From eternaltreebooks.com

There is a quiet courage in writing Buddhist books for children. The task seems simple enough: tell a story, offer a moral, add bright illustrations, and perhaps include a few words about kindness, mindfulness, or peace. Yet anyone who has tried to speak meaningfully with children about the Dharma knows that the simplicity is deceptive. Children are often more perceptive than adults. They can sense when a lesson is too heavy-handed and boring, when beauty is being used merely as decoration without substance, or when a story does not trust them enough to ask real questions.
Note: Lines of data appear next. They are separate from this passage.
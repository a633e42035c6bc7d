//! Token encryption at rest and optimistic token rotation
//!
//! OAuth tokens are stored in `social_accounts` as `base64(nonce || ciphertext)`
//! where the ciphertext is AES-256-GCM output including its 16-byte tag and the
//! nonce is 12 fresh random bytes per encryption.
//!
//! - `TokenCipher`: symmetric encrypt/decrypt with the operator key
//! - `CredentialStore`: couples the cipher with the database so callers never
//!   handle ciphertext directly
//!
//! # Example
//!
//! ```no_run
//! use libpostflow::credentials::TokenCipher;
//! use secrecy::ExposeSecret;
//!
//! # fn example() -> libpostflow::Result<()> {
//! let cipher = TokenCipher::from_key_material("0123456789abcdef0123456789abcdef")?;
//! let stored = cipher.encrypt("ig-access-token")?;
//! let token = cipher.decrypt(&stored)?;
//! assert_eq!(token.expose_secret(), "ig-access-token");
//! # Ok(())
//! # }
//! ```

use aes_gcm::{
    aead::{Aead, AeadCore, KeyInit, OsRng},
    Aes256Gcm, Key, Nonce,
};
use base64::{engine::general_purpose::STANDARD, Engine as _};
use secrecy::{ExposeSecret, SecretString};
use zeroize::Zeroizing;

use crate::db::Database;
use crate::error::{CryptoError, Result};
use crate::platforms::RefreshedToken;
use crate::types::{NewSocialAccount, SocialAccount, TokenUpdate};

/// Length of the AES-GCM nonce prepended to every ciphertext
pub const NONCE_LEN: usize = 12;

/// Required key length for AES-256
pub const KEY_LEN: usize = 32;

/// AES-256-GCM cipher for token columns
#[derive(Clone)]
pub struct TokenCipher {
    cipher: Aes256Gcm,
}

impl std::fmt::Debug for TokenCipher {
    fn fmt(&self, f: &mut std::fmt::Formatter<'_>) -> std::fmt::Result {
        f.debug_struct("TokenCipher").finish_non_exhaustive()
    }
}

impl TokenCipher {
    /// Create a cipher from a raw 32-byte key
    pub fn new(key: &[u8; KEY_LEN]) -> Self {
        Self {
            cipher: Aes256Gcm::new(Key::<Aes256Gcm>::from_slice(key)),
        }
    }

    /// Create a cipher from operator-provided key material
    ///
    /// Accepts either exactly 32 raw bytes or the standard base64 encoding of
    /// 32 bytes.
    ///
    /// # Errors
    ///
    /// Returns `CryptoError::InvalidKey` for any other length.
    pub fn from_key_material(material: &str) -> Result<Self> {
        let raw = material.as_bytes();
        if raw.len() == KEY_LEN {
            let mut key = Zeroizing::new([0u8; KEY_LEN]);
            key.copy_from_slice(raw);
            return Ok(Self::new(&key));
        }

        let decoded = Zeroizing::new(STANDARD.decode(material.trim()).map_err(|_| {
            CryptoError::InvalidKey(format!(
                "expected {} raw bytes or base64 of {} bytes",
                KEY_LEN, KEY_LEN
            ))
        })?);

        if decoded.len() != KEY_LEN {
            return Err(CryptoError::InvalidKey(format!(
                "decoded key is {} bytes, expected {}",
                decoded.len(),
                KEY_LEN
            ))
            .into());
        }

        let mut key = Zeroizing::new([0u8; KEY_LEN]);
        key.copy_from_slice(&decoded);
        Ok(Self::new(&key))
    }

    /// Encrypt a plaintext token into the column format
    pub fn encrypt(&self, plaintext: &str) -> Result<String> {
        let nonce = Aes256Gcm::generate_nonce(&mut OsRng);

        let ciphertext = self
            .cipher
            .encrypt(&nonce, plaintext.as_bytes())
            .map_err(|_| CryptoError::Encryption)?;

        let mut sealed = Vec::with_capacity(NONCE_LEN + ciphertext.len());
        sealed.extend_from_slice(&nonce);
        sealed.extend_from_slice(&ciphertext);

        Ok(STANDARD.encode(sealed))
    }

    /// Decrypt a column value back into a token
    ///
    /// # Errors
    ///
    /// - `CryptoError::Encoding` if the value is not valid base64
    /// - `CryptoError::TooShort` if the decoded value cannot hold a nonce
    /// - `CryptoError::Decryption` on a wrong key or a failed tag check
    pub fn decrypt(&self, stored: &str) -> Result<SecretString> {
        let sealed = STANDARD.decode(stored).map_err(|_| CryptoError::Encoding)?;

        if sealed.len() < NONCE_LEN {
            return Err(CryptoError::TooShort.into());
        }

        let (nonce, ciphertext) = sealed.split_at(NONCE_LEN);
        let plaintext = Zeroizing::new(
            self.cipher
                .decrypt(Nonce::from_slice(nonce), ciphertext)
                .map_err(|_| CryptoError::Decryption)?,
        );

        let token = std::str::from_utf8(&plaintext).map_err(|_| CryptoError::Utf8)?;
        Ok(SecretString::from(token.to_string()))
    }
}

/// Encrypted token storage backed by the `social_accounts` table
#[derive(Clone)]
pub struct CredentialStore {
    cipher: TokenCipher,
    db: Database,
}

impl CredentialStore {
    pub fn new(cipher: TokenCipher, db: Database) -> Self {
        Self { cipher, db }
    }

    pub fn cipher(&self) -> &TokenCipher {
        &self.cipher
    }

    /// Decrypt the account's access token
    pub fn access_token(&self, account: &SocialAccount) -> Result<SecretString> {
        self.cipher.decrypt(&account.access_token)
    }

    /// Decrypt the account's refresh token
    pub fn refresh_token(&self, account: &SocialAccount) -> Result<SecretString> {
        self.cipher.decrypt(&account.refresh_token)
    }

    /// Encrypt freshly issued tokens and swap them in
    ///
    /// The swap only applies if the stored access token still equals the
    /// ciphertext in `account`, i.e. nobody rotated it since it was read.
    /// A missing refresh token keeps the stored one.
    ///
    /// # Errors
    ///
    /// Returns `PostflowError::CasConflict` when the stored token changed.
    pub async fn rotate(&self, account: &SocialAccount, refreshed: &RefreshedToken) -> Result<()> {
        let access_token = self.cipher.encrypt(refreshed.access_token.expose_secret())?;
        let refresh_token = match &refreshed.refresh_token {
            Some(token) => Some(self.cipher.encrypt(token.expose_secret())?),
            None => None,
        };

        let update = TokenUpdate {
            access_token: Some(access_token),
            refresh_token,
            expires_at: Some(refreshed.expires_at),
        };

        self.db
            .set_token(account.owner_id, &account.access_token, &update)
            .await
    }

    /// Store a newly linked account, encrypting its tokens first
    pub async fn link_account(&self, account: &NewSocialAccount) -> Result<i64> {
        let now = chrono::Utc::now().timestamp();
        let record = SocialAccount {
            id: 0,
            owner_id: account.owner_id,
            platform: account.platform.clone(),
            external_id: account.external_id.clone(),
            display_name: account.display_name.clone(),
            username: account.username.clone(),
            profile_picture_url: account.profile_picture_url.clone(),
            access_token: self.cipher.encrypt(account.access_token.expose_secret())?,
            refresh_token: self.cipher.encrypt(account.refresh_token.expose_secret())?,
            token_expires_at: account.token_expires_at,
            status: "active".to_string(),
            created_at: now,
            updated_at: now,
        };

        self.db.create_social_account(&record).await
    }
}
So when Priya Kumari offered to send me her two latest children’s books about Buddhism, I was a bit uncertain. But after reading each with my six-year-old daughter several times over the last two months, I can happily say that My Vesak: Day of Buddha (Eternal Tree Books 2026), illustrated by Urvashi Dubey, and Leaf Talks Peace: Buddha’s Message of Harmony (Eternal Tree Books 2026), illustrated by Anusha Santosh and featuring a foreword by His Holiness the Dalai Lama, meet this challenge gracefully. Together, the two books offer young readers two complementary gateways into Buddhist life—one through the shared celebration of Vesak, the other through interdependence as taught by a single leaf. One moves outward into the world of festivals, temples, lanterns, offerings, and communities. The other moves inward, inviting children to contemplate connections, harmony, nature, and the possibility of peace.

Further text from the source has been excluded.